- Problem description:
Each line of the data below holding the word "impl" must be copied.

- Materials provided:

//! Parameter cache - local mirror of the provider parameters in use
//!
//! Tracks, per bridge instance:
//! - the merged contents of every registered parameter
//! - which feedback watches which path (both directions)
//! - the crosspoint selection used by take/select actions
//! - the set of paths kept subscribed across reconnects

mod types;

pub use types::{CachedParameter, Selection, NO_SELECTION};

use crate::coerce::{enum_index_of, enum_label_of};
use crate::ember::{ElementContents, TreeElement};
use std::collections::{BTreeSet, HashMap, HashSet};
use tracing::trace;

/// All mutable per-instance bridge state
#[derive(Debug, Default)]
pub struct EmberState {
    parameters: HashMap<String, CachedParameter>,
    /// feedback id → watched path
    feedback_paths: HashMap<String, String>,
    /// path → feedback ids watching it
    path_feedbacks: HashMap<String, HashSet<String>>,
    /// Paths kept subscribed (configured or picked up from use)
    monitored: BTreeSet<String>,
    pub selection: Selection,
}

impl EmberState {
    pub fn new() -> Self {
        Self::default()
    }

    /// Merge a provider element into the cache
    ///
    /// Non-parameter elements are ignored. Returns the merged entry.
    pub fn upsert(&mut self, path: &str, element: &TreeElement) -> Option<&CachedParameter> {
        let ElementContents::Parameter(update) = &element.contents else {
            return None;
        };
        let entry = self
            .parameters
            .entry(path.to_string())
            .and_modify(|cached| {
                cached.contents.merge(update);
                cached.element = element.clone();
            })
            .or_insert_with(|| CachedParameter {
                contents: update.clone(),
                element: element.clone(),
            });
        trace!(path, value = ?entry.contents.value, "Parameter cached");
        Some(&*entry)
    }

    pub fn get(&self, path: &str) -> Option<&CachedParameter> {
        self.parameters.get(path)
    }

    pub fn has(&self, path: &str) -> bool {
        self.parameters.contains_key(path)
    }

    /// Label of the current enum value, `""` when unknown
    pub fn current_enum_label(&self, path: &str) -> String {
        let Some(param) = self.parameters.get(path) else {
            return String::new();
        };
        match (&param.contents.enumeration, param.numeric_value()) {
            (Some(enumeration), Some(index)) => enum_label_of(enumeration, index as i64),
            _ => String::new(),
        }
    }

    /// Index of `label` in the cached enumeration
    pub fn enum_index_for(&self, path: &str, label: &str) -> Option<usize> {
        self.parameters
            .get(path)
            .and_then(|p| p.contents.enumeration.as_deref())
            .and_then(|enumeration| enum_index_of(enumeration, label))
    }

    /// Point `feedback_id` at `path`; an empty path only unregisters
    pub fn watch(&mut self, feedback_id: &str, path: &str) {
        if let Some(old) = self.feedback_paths.get(feedback_id) {
            if old == path {
                return;
            }
        }
        self.unwatch(feedback_id);
        if path.is_empty() {
            return;
        }
        self.feedback_paths
            .insert(feedback_id.to_string(), path.to_string());
        self.path_feedbacks
            .entry(path.to_string())
            .or_default()
            .insert(feedback_id.to_string());
    }

    pub fn unwatch(&mut self, feedback_id: &str) {
        let Some(old) = self.feedback_paths.remove(feedback_id) else {
            return;
        };
        if let Some(watchers) = self.path_feedbacks.get_mut(&old) {
            watchers.remove(feedback_id);
            if watchers.is_empty() {
                self.path_feedbacks.remove(&old);
            }
        }
    }

    pub fn watchers_of(&self, path: &str) -> HashSet<String> {
        self.path_feedbacks.get(path).cloned().unwrap_or_default()
    }

    pub fn is_monitored(&self, path: &str) -> bool {
        self.monitored.contains(path)
    }

    /// Returns true when the path was not monitored before
    pub fn add_monitored(&mut self, path: &str) -> bool {
        self.monitored.insert(path.to_string())
    }

    pub fn monitored(&self) -> impl Iterator<Item = &String> {
        self.monitored.iter()
    }

    /// Forget cached paths outside the monitored set
    ///
    /// Their change callbacks belong to a finished session, so the next use
    /// has to look them up again. Returns how many entries were dropped.
    pub fn drop_read_once(&mut self) -> usize {
        let before = self.parameters.len();
        let monitored = &self.monitored;
        self.parameters.retain(|path, _| monitored.contains(path));
        before - self.parameters.len()
    }

    /// Drop everything (configuration reload)
    pub fn reset(&mut self) {
        self.parameters.clear();
        self.feedback_paths.clear();
        self.path_feedbacks.clear();
        self.monitored.clear();
        self.selection.clear();
    }

    #[cfg(test)]
    pub(crate) fn watched_path_count(&self) -> usize {
        self.path_feedbacks.len()
    }
}

#[cfg(test)]
mod tests {
    use super::*;
    use crate::ember::{EmberValue, NodeContents, ParameterContents, ParameterType};

    fn enum_param(value: i64) -> TreeElement {
        TreeElement::parameter(
            "0.3",
            ParameterContents {
                value: Some(EmberValue::Integer(value)),
                parameter_type: Some(ParameterType::Enum),
                enumeration: Some("Off\nOn\nStandby".into()),
                ..Default::default()
            },
        )
    }

    #[test]
    fn test_upsert_ignores_nodes() {
        let mut state = EmberState::new();
        let node = TreeElement {
            path: "0".into(),
            contents: ElementContents::Node(NodeContents::default()),
        };
        assert!(state.upsert("0", &node).is_none());
        assert!(!state.has("0"));
    }

    #[test]
    fn test_upsert_merges() {
        let mut state = EmberState::new();
        state.upsert("0.3", &enum_param(1));
        let partial = TreeElement::parameter(
            "0.3",
            ParameterContents {
                value: Some(EmberValue::Integer(2)),
                ..Default::default()
            },
        );
        state.upsert("0.3", &partial);

        let cached = state.get("0.3").unwrap();
        assert_eq!(cached.value(), Some(&EmberValue::Integer(2)));
        assert_eq!(cached.parameter_type(), Some(ParameterType::Enum));
        assert_eq!(cached.element, partial);
    }

    #[test]
    fn test_enum_helpers() {
        let mut state = EmberState::new();
        assert_eq!(state.current_enum_label("0.3"), "");
        assert_eq!(state.enum_index_for("0.3", "On"), None);

        state.upsert("0.3", &enum_param(2));
        assert_eq!(state.current_enum_label("0.3"), "Standby");
        assert_eq!(state.enum_index_for("0.3", "On"), Some(1));
        assert_eq!(state.enum_index_for("0.3", "Nope"), None);
    }

    #[test]
    fn test_watch_moves_and_cleans_reverse_index() {
        let mut state = EmberState::new();
        state.watch("fb1", "1.1");
        state.watch("fb2", "1.1");
        assert_eq!(state.watchers_of("1.1").len(), 2);

        state.watch("fb1", "1.2");
        assert_eq!(state.watchers_of("1.1").len(), 1);
        assert!(state.watchers_of("1.2").contains("fb1"));

        state.watch("fb2", "");
        assert!(state.watchers_of("1.1").is_empty());
        assert_eq!(state.watched_path_count(), 1);

        state.unwatch("fb1");
        assert_eq!(state.watched_path_count(), 0);
    }

    #[test]
    fn test_drop_read_once_keeps_monitored_and_watchers() {
        let mut state = EmberState::new();
        state.upsert("0.3", &enum_param(0));
        state.upsert("0.4", &enum_param(1));
        state.add_monitored("0.3");
        state.watch("fb", "0.4");

        assert_eq!(state.drop_read_once(), 1);
        assert!(state.has("0.3"));
        assert!(!state.has("0.4"));
        // The feedback keeps watching so it is re-checked on the next change
        assert!(state.watchers_of("0.4").contains("fb"));
        assert_eq!(state.drop_read_once(), 0);
    }

    #[test]
    fn test_reset() {
        let mut state = EmberState::new();
        state.upsert("0.3", &enum_param(0));
        state.watch("fb", "0.3");
        state.add_monitored("0.3");
        state.selection = Selection {
            source: 1,
            target: 2,
            matrix: 0,
        };

        state.reset();
        assert!(!state.has("0.3"));
        assert!(state.watchers_of("0.3").is_empty());
        assert!(!state.is_monitored("0.3"));
        assert_eq!(state.selection, Selection::default());
    }

    #[test]
    fn test_selection_complete() {
        let mut selection = Selection::default();
        assert!(!selection.is_complete());
        selection.source = 0;
        selection.target = 0;
        selection.matrix = 0;
        assert!(selection.is_complete());
        selection.clear();
        assert_eq!(selection.source, NO_SELECTION);
    }
}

- Response:
impl EmberState {
    pub fn monitored(&self) -> impl Iterator<Item = &String> {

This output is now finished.